● Directions for this task:
Each line below from the one containing "pub struct StatusMessage" through the one containing "card, if any." should be output exactly as it stands, and no other line should appear.

● The data:
----

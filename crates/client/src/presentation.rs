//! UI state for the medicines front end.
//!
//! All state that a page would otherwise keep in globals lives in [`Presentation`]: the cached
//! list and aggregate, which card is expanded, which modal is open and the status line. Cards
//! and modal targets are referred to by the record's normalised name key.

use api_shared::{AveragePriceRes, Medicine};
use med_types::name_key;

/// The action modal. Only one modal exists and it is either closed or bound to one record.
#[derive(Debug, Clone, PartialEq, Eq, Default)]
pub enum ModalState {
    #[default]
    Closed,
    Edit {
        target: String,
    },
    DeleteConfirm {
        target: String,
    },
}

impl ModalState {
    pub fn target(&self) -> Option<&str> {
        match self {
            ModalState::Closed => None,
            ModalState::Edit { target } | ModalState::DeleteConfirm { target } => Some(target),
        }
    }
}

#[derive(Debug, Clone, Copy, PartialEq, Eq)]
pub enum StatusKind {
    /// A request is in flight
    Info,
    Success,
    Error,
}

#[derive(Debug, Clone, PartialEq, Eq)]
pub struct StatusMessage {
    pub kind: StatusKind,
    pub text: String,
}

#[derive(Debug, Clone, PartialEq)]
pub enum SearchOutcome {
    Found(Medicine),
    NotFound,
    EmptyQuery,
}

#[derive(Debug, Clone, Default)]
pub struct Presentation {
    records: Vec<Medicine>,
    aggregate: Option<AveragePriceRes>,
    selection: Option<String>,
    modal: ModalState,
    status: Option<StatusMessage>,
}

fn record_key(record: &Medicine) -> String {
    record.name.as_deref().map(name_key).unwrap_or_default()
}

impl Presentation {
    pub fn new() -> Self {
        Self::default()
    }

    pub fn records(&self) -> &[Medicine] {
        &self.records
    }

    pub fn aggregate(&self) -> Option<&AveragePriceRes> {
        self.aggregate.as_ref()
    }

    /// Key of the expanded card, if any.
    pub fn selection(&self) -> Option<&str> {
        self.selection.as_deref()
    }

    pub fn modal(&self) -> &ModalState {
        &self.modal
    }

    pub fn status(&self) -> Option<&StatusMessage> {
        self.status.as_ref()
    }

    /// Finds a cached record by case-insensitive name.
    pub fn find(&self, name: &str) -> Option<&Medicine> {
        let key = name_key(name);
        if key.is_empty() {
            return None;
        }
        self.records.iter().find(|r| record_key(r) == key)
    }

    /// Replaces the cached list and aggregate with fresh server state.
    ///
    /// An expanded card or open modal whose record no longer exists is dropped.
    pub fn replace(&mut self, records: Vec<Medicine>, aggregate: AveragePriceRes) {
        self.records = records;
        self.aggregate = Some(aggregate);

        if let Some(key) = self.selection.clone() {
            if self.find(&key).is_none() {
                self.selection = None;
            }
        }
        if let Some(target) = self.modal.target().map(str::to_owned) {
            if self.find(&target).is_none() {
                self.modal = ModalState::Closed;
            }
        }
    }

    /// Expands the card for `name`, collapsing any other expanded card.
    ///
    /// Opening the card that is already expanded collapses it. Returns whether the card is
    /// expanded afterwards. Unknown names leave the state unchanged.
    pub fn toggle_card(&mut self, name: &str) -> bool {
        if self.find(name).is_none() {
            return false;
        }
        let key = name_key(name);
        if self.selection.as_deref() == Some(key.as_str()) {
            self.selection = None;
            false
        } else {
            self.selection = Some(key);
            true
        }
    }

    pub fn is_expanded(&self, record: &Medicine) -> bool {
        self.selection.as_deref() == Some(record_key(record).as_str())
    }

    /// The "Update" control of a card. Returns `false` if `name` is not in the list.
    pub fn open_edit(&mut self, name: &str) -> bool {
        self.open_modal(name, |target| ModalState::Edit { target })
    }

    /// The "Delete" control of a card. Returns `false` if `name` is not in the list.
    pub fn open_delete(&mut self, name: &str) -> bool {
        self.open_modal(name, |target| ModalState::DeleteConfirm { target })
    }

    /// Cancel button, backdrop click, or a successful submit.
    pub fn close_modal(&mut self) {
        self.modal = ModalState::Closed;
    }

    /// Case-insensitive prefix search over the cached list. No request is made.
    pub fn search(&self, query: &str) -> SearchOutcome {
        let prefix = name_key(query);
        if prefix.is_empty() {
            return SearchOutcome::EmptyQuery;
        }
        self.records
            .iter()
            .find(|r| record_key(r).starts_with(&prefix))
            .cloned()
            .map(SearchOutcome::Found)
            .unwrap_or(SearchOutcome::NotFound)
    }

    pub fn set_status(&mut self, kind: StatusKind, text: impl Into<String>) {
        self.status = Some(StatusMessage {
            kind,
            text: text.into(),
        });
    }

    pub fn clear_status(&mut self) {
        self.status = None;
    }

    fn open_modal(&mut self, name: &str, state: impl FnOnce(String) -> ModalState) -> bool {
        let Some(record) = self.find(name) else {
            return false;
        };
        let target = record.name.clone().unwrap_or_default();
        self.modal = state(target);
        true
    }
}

----

● Reply to the exercise:
pub struct StatusMessage {
    pub kind: StatusKind,
    pub text: String,
}

#[derive(Debug, Clone, PartialEq)]
pub enum SearchOutcome {
    Found(Medicine),
    NotFound,
    EmptyQuery,
}

#[derive(Debug, Clone, Default)]
pub struct Presentation {
    records: Vec<Medicine>,
    aggregate: Option<AveragePriceRes>,
    selection: Option<String>,
    modal: ModalState,
    status: Option<StatusMessage>,
}

fn record_key(record: &Medicine) -> String {
    record.name.as_deref().map(name_key).unwrap_or_default()
}

impl Presentation {
    pub fn new() -> Self {
        Self::default()
    }

    pub fn records(&self) -> &[Medicine] {
        &self.records
    }

    pub fn aggregate(&self) -> Option<&AveragePriceRes> {
        self.aggregate.as_ref()
    }

    /// Key of the expanded card, if any.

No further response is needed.